Morfa Madryn by John Ratcliffe
At the same time as working to help affected communities, we have begun to assess the wider environmental implications of the storms. In particular we decided to carry out a simple audit of the impact on wildlife and Wales’s nature conservation sites, and to compare our findings with reports from England.

It quickly became evident that a wide range of coastal habitats were impacted by the storms, especially beaches, sand dunes, vegetated shingle and to a lesser extent saltmarsh and soft cliff. In a conservation context they included habitats of principal importance for conservation in Wales (under the Natural Environment and Rural Communities Act 2006). Huge amounts of sand were removed or moved around on our beaches, shingle ridges were driven inshore, and dunes, saltmarsh and cliff were eroded. However, our findings suggest that coastal grazing marsh in Wales was not seriously inundated, with only three reports submitted. This contrasts with the experience in England where extensive areas were submerged in the tidal surge event of 5th and 6th December 2013.
Sea Cucumber at Dinas Dinlle by D Bryn Jones

Nationally and internationally important conservation sites and their features have been affected. Records to date have identified change at 37 Sites of Special Scientific Interest and 10 Special Areas of Conservation.

A quarter of Wales’s nationally important geodiversity sites include sections of coast. Features include active processes, static landforms and stratigraphical or fossil interest exposed in coastal cliffs. The recent storms have led to large scale changes to the morphology of the coastline in some areas, and have also cleaned or ‘freshened’ many of the coastal cliffs through the removal of debris and vegetation. These fresh exposures, and new archaeological discoveries such as ancient submerged forest and peat cuttings, will require longer term scientific recording and monitoring.
Borth exposed forest by Ian Medcalf
Fortunately important coastal freshwater habitats (such as the Bosherston Lakes, Pembs) were not impacted by saltwater intrusions which could alter their ecosystems. In contrast, natural coastal lagoon environments have evolved to cope with increases in salinity. The damage to the infrastructure of the Wales Coast Path highlights the challenge of maintaining the route in dynamic environments.

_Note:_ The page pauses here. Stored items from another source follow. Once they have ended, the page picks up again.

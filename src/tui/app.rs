//! Application state and input handling.

use crossterm::event::{KeyCode, MouseButton, MouseEvent, MouseEventKind};
use ratatui::layout::Rect;
use strictly_chess::{BoardEvent, BoardSession, MoveDone};
use tracing::{debug, info, instrument, warn};

use super::input::{PointerAction, PromotionPanel, pointer_action};
use super::layout::BoardLayout;
use super::orchestrator::GameEvent;
use crate::app_config::AppConfig;

/// Main application state.
pub struct App {
    session: BoardSession,
    config: AppConfig,
    layout: Option<BoardLayout>,
    moves: Vec<MoveDone>,
    pgn: Option<String>,
    status_message: String,
    should_quit: bool,
}

impl App {
    /// Creates a new application around a board session.
    pub fn new(session: BoardSession, config: AppConfig) -> Self {
        Self {
            session,
            config,
            layout: None,
            moves: Vec::new(),
            pgn: None,
            status_message: "Drag a piece to move.".to_string(),
            should_quit: false,
        }
    }

    /// Board session handle.
    pub fn session(&self) -> &BoardSession {
        &self.session
    }

    /// Current board placement, if the terminal is large enough.
    pub fn layout(&self) -> Option<BoardLayout> {
        self.layout
    }

    /// Moves played so far.
    pub fn moves(&self) -> &[MoveDone] {
        &self.moves
    }

    /// PGN of the game, while it is being shown.
    pub fn pgn(&self) -> Option<&str> {
        self.pgn.as_deref()
    }

    /// Gets the current status message.
    pub fn status_message(&self) -> &str {
        &self.status_message
    }

    /// Whether the user asked to quit.
    pub fn should_quit(&self) -> bool {
        self.should_quit
    }

    /// Places the board in `region` and resizes the controller if needed.
    #[instrument(skip(self))]
    pub async fn fit(&mut self, region: Rect) {
        let layout = BoardLayout::fit(region);
        if layout == self.layout {
            return;
        }
        self.layout = layout;
        if let Some(layout) = layout {
            let width = layout.container_width();
            debug!(width, "Board resized");
            self.session.update(|board| board.resize(width)).await;
        }
    }

    /// Handles an event from the orchestrator.
    pub fn handle_event(&mut self, event: GameEvent) {
        debug!(?event, "Handling game event");

        match event {
            GameEvent::Board(BoardEvent::MoveDone(done)) => {
                let mover = if *done.white_turn() {
                    self.config.white_name()
                } else {
                    self.config.black_name()
                };
                self.status_message = format!("{} played {}", mover, done.move_fan());
                self.moves.push(done);
            }
            GameEvent::Board(BoardEvent::Checkmate {
                white_was_checkmated,
            }) => {
                let winner = if white_was_checkmated {
                    self.config.black_name()
                } else {
                    self.config.white_name()
                };
                self.status_message = format!(
                    "Checkmate! {} wins. Press 'n' for a new game or 'q' to quit.",
                    winner
                );
            }
            GameEvent::Board(BoardEvent::Stalemate) => {
                self.status_message = "Draw by stalemate.".to_string();
            }
            GameEvent::Board(BoardEvent::ThreeFoldRepetition) => {
                self.status_message = "Draw by threefold repetition.".to_string();
            }
            GameEvent::Board(BoardEvent::InsufficientMaterial) => {
                self.status_message = "Draw by insufficient material.".to_string();
            }
            GameEvent::Board(BoardEvent::FiftyMovesRule) => {
                self.status_message = "Draw by the fifty-move rule.".to_string();
            }
            GameEvent::Board(BoardEvent::WaitingManualMove) => {
                self.status_message = "Waiting for the engine...".to_string();
            }
            GameEvent::EngineThinking { player } => {
                self.status_message = format!("{} is thinking...", player);
            }
            GameEvent::EngineError { player, message } => {
                self.status_message = format!("{} failed: {}", player, message);
            }
        }
    }

    /// Handles a key press.
    #[instrument(skip(self))]
    pub async fn handle_key(&mut self, code: KeyCode) {
        match code {
            KeyCode::Char('q') => {
                info!("User quit");
                self.should_quit = true;
            }
            KeyCode::Char('r') => {
                self.session
                    .update(|board| {
                        let reversed = !board.settings().reversed;
                        board.set_reversed(reversed);
                    })
                    .await;
            }
            KeyCode::Char('c') => {
                self.session
                    .update(|board| {
                        let visible = !board.settings().coordinates_visible;
                        board.set_coordinates_visible(visible);
                    })
                    .await;
            }
            KeyCode::Char('a') => {
                self.session
                    .update(|board| {
                        let visible = !board.settings().last_move_visible;
                        board.set_last_move_visible(visible);
                    })
                    .await;
            }
            KeyCode::Char('n') => self.restart().await,
            KeyCode::Char('p') => {
                if self.pgn.take().is_none() {
                    let pgn = self
                        .session
                        .game_pgn(
                            self.config.white_name().clone(),
                            self.config.black_name().clone(),
                            "\n".to_string(),
                            Some(40),
                        )
                        .await;
                    self.pgn = Some(pgn);
                }
            }
            KeyCode::Esc => {
                self.session.update(|board| board.cancel_promotion()).await;
            }
            _ => {}
        }
    }

    /// Handles a mouse event.
    #[instrument(skip(self))]
    pub async fn handle_mouse(&mut self, event: MouseEvent) {
        let Some(layout) = self.layout else {
            return;
        };

        let promotion_pending = self.session.lock().await.gesture().promotion().is_some();
        if promotion_pending {
            if event.kind == MouseEventKind::Down(MouseButton::Left) {
                let panel = PromotionPanel::centered_on(layout.area());
                match panel.choice_at(event.column, event.row) {
                    Some(piece) => {
                        self.session.update(|board| board.commit_promotion(piece)).await;
                    }
                    None => {
                        self.session.update(|board| board.cancel_promotion()).await;
                    }
                }
            }
            return;
        }

        match pointer_action(&layout, event) {
            Some(PointerAction::Down(p)) => {
                self.session.update(|board| board.pointer_down(p.x, p.y)).await;
            }
            Some(PointerAction::Move(p)) => {
                self.session.update(|board| board.pointer_move(p.x, p.y)).await;
            }
            Some(PointerAction::Up(p)) => {
                self.session.update(|board| board.pointer_up(p.x, p.y)).await;
            }
            Some(PointerAction::Leave) => self.pointer_leave().await,
            None => {}
        }
    }

    /// The pointer left the board or the terminal lost focus.
    pub async fn pointer_leave(&mut self) {
        self.session.update(|board| board.pointer_leave()).await;
    }

    /// Starts a new game from the configured position.
    #[instrument(skip(self))]
    pub async fn restart(&mut self) {
        debug!("Restarting game");
        let fen = self.config.start_fen().clone();
        match self.session.update(|board| board.start_new_game(&fen)).await {
            Ok(()) => {
                self.moves.clear();
                self.pgn = None;
                self.status_message = "New game. Drag a piece to move.".to_string();
            }
            Err(e) => {
                warn!(error = %e, "Could not start game");
                self.status_message = format!("Could not start game: {}", e);
            }
        }
    }
}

The true extent of the wildlife impact will become apparent when surveys are carried out later in the year. Dormant animals may have been drowned in their hibernation sites, while amphibians could be extremely vulnerable to physiological shock from seawater. In particular, NRW staff have concerns about some rare coastal invertebrate species.

Dead Palmate Newts at Rhosneigr by Rachel Stroud
Our exposed coastal areas tend to accumulate relatively large amounts of marine litter, due to topography, and prevailing winds and currents. The storm and nature have done us a favour by collecting this material on to the land but the challenge will be to find a way to remove this litter from the marine ecosystem.

It is predicted that extreme weather events will become more frequent in future. We need to appreciate the degree of change which can occur during these events, both for people and their environment. In particular, the significant morphological change highlights the importance of ongoing coastal monitoring to inform management of not just built assets but also our natural biodiversity and geodiversity resources.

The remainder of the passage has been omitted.